Ultimately, Eby and Germain had little confidence in the success of the Nth Country Experiment. They even went as far to say that the postdocs “correctly observe that they have very little firm information about the criticality of their system. [Redacted] In light of this extreme sensitivity, it would seem that confidence in the expected yield is unwarranted.”[20] Dobbs and Selden previously stated that they were confident that the implosion design would have a militarily significant yield. Due to the redactions, what the exact yield they calculated remains unknown. Eby and Germain counter that the open source resources that were available to the postdocs did not provide the necessary information to determine whether or not their design could sustain a chain reaction.

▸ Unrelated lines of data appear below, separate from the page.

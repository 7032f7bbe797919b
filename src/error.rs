// Licensed under the Apache License, Version 2.0 (the "License");
// you may not use this file except in compliance with the License.
// You may obtain a copy of the License at
//
// http://www.apache.org/licenses/LICENSE-2.0
//
// Unless required by applicable law or agreed to in writing, software
// distributed under the License is distributed on an "AS IS" BASIS,
// WITHOUT WARRANTIES OR CONDITIONS OF ANY KIND, either express or implied.
// See the License for the specific language governing permissions and
// limitations under the License.

//! Driver error type
//!
//! Both drivers report failures through the same [`Error`] so application
//! code never has to know which one is active. Errors coming from the
//! underlying database keep the original backend error as their `source`.

use thiserror::Error;

use crate::tokenizer::TokenizerError;

/// Error produced by a database backend (rusqlite, mysql, ...).
pub type BackendError = Box<dyn std::error::Error + Send + Sync + 'static>;

/// A typedef of the result returned by most functions in this crate.
pub type Result<T, E = Error> = std::result::Result<T, E>;

#[derive(Error, Debug)]
pub enum Error {
    /// The statement was rejected, either by the database or by the
    /// connection's sanitizer.
    #[error("SQL error: {message}")]
    Sql {
        message: String,
        #[source]
        cause: Option<BackendError>,
    },

    /// The backend session could not be opened.
    #[error("operational error: {message}")]
    Operational {
        message: String,
        #[source]
        cause: Option<BackendError>,
    },

    /// The caller misused the API, e.g. wrong number of parameters.
    #[error("programming error: {0}")]
    Programming(String),

    #[error("configuration error: {0}")]
    Config(String),
}

impl Error {
    pub(crate) fn sql(cause: BackendError) -> Self {
        Error::Sql {
            message: cause.to_string(),
            cause: Some(cause),
        }
    }

    pub(crate) fn operational(cause: BackendError) -> Self {
        Error::Operational {
            message: cause.to_string(),
            cause: Some(cause),
        }
    }

    /// True for errors the database (or a sanitizer) reported against a
    /// statement, as opposed to connection or usage problems.
    pub fn is_sql(&self) -> bool {
        matches!(self, Error::Sql { .. })
    }
}

impl From<TokenizerError> for Error {
    fn from(e: TokenizerError) -> Self {
        Error::Programming(e.to_string())
    }
}

#[cfg(test)]
mod tests {
    use super::*;
    use std::error::Error as _;

    #[test]
    fn backend_cause_is_kept_as_source() {
        let cause: BackendError = "no such table: users".into();
        let err = Error::sql(cause);

        assert_eq!(err.to_string(), "SQL error: no such table: users");
        assert!(err.is_sql());
        assert_eq!(
            err.source().map(|s| s.to_string()),
            Some("no such table: users".to_string())
        );
    }

    #[test]
    fn rejection_has_no_source() {
        let err = Error::Sql {
            message: "blocked".to_string(),
            cause: None,
        };
        assert!(err.source().is_none());
    }
}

Unfortunately, the full context of their critiques is lost because of heavy redactions. However, as Alex Wellerstein, a historian of science who specializes in the history of nuclear weapons and nuclear secrecy, points out, Eby and Germain’s comments are “along a similar theme: there were a lot of unknown unknowns for the postdocs, and their confidence that their weapon would work as planned is probably unwarranted. At no place in the Summary Report does it imply that anyone but the postdocs thought the design would work as expected.”[21]
Nuclear Terrorism?
The Nth Country Experiment has implications for today’s global nuclear security. Today, there are concerns that not just countries, but also terrorist groups, can build a nuclear weapon. If three postdocs could design an implosion bomb, what would stop a terrorist group from doing the same? Experts are split on this issue.
Selden and Dobson believe that their experiment proves this is a possibility. Selden argues, “It’s certainly possible for a terrorist group if they’re really technically savvy and have a lot of resources.” Furthermore, the internet could give terrorists enough information that “[put them] in the right ballpark.”[22] However, the current trend seems to be that terrorists prefer uranium-235 over plutonium-239 since uranium-235’s lower radioactivity makes it harder to detect.[23] As well, the simpler gun-type design could be employed in place of the implosion design.[24] Ted Taylor, a former physicist at the Los Alamos National Laboratory during the Cold War, explained that terrorists may not be interested in a “militarily significant yield,” like the Nth Country Experiment’s postdocs were. Instead, they might be satisfied with a bomb with a sub-kiloton yield that is strategically placed.[25]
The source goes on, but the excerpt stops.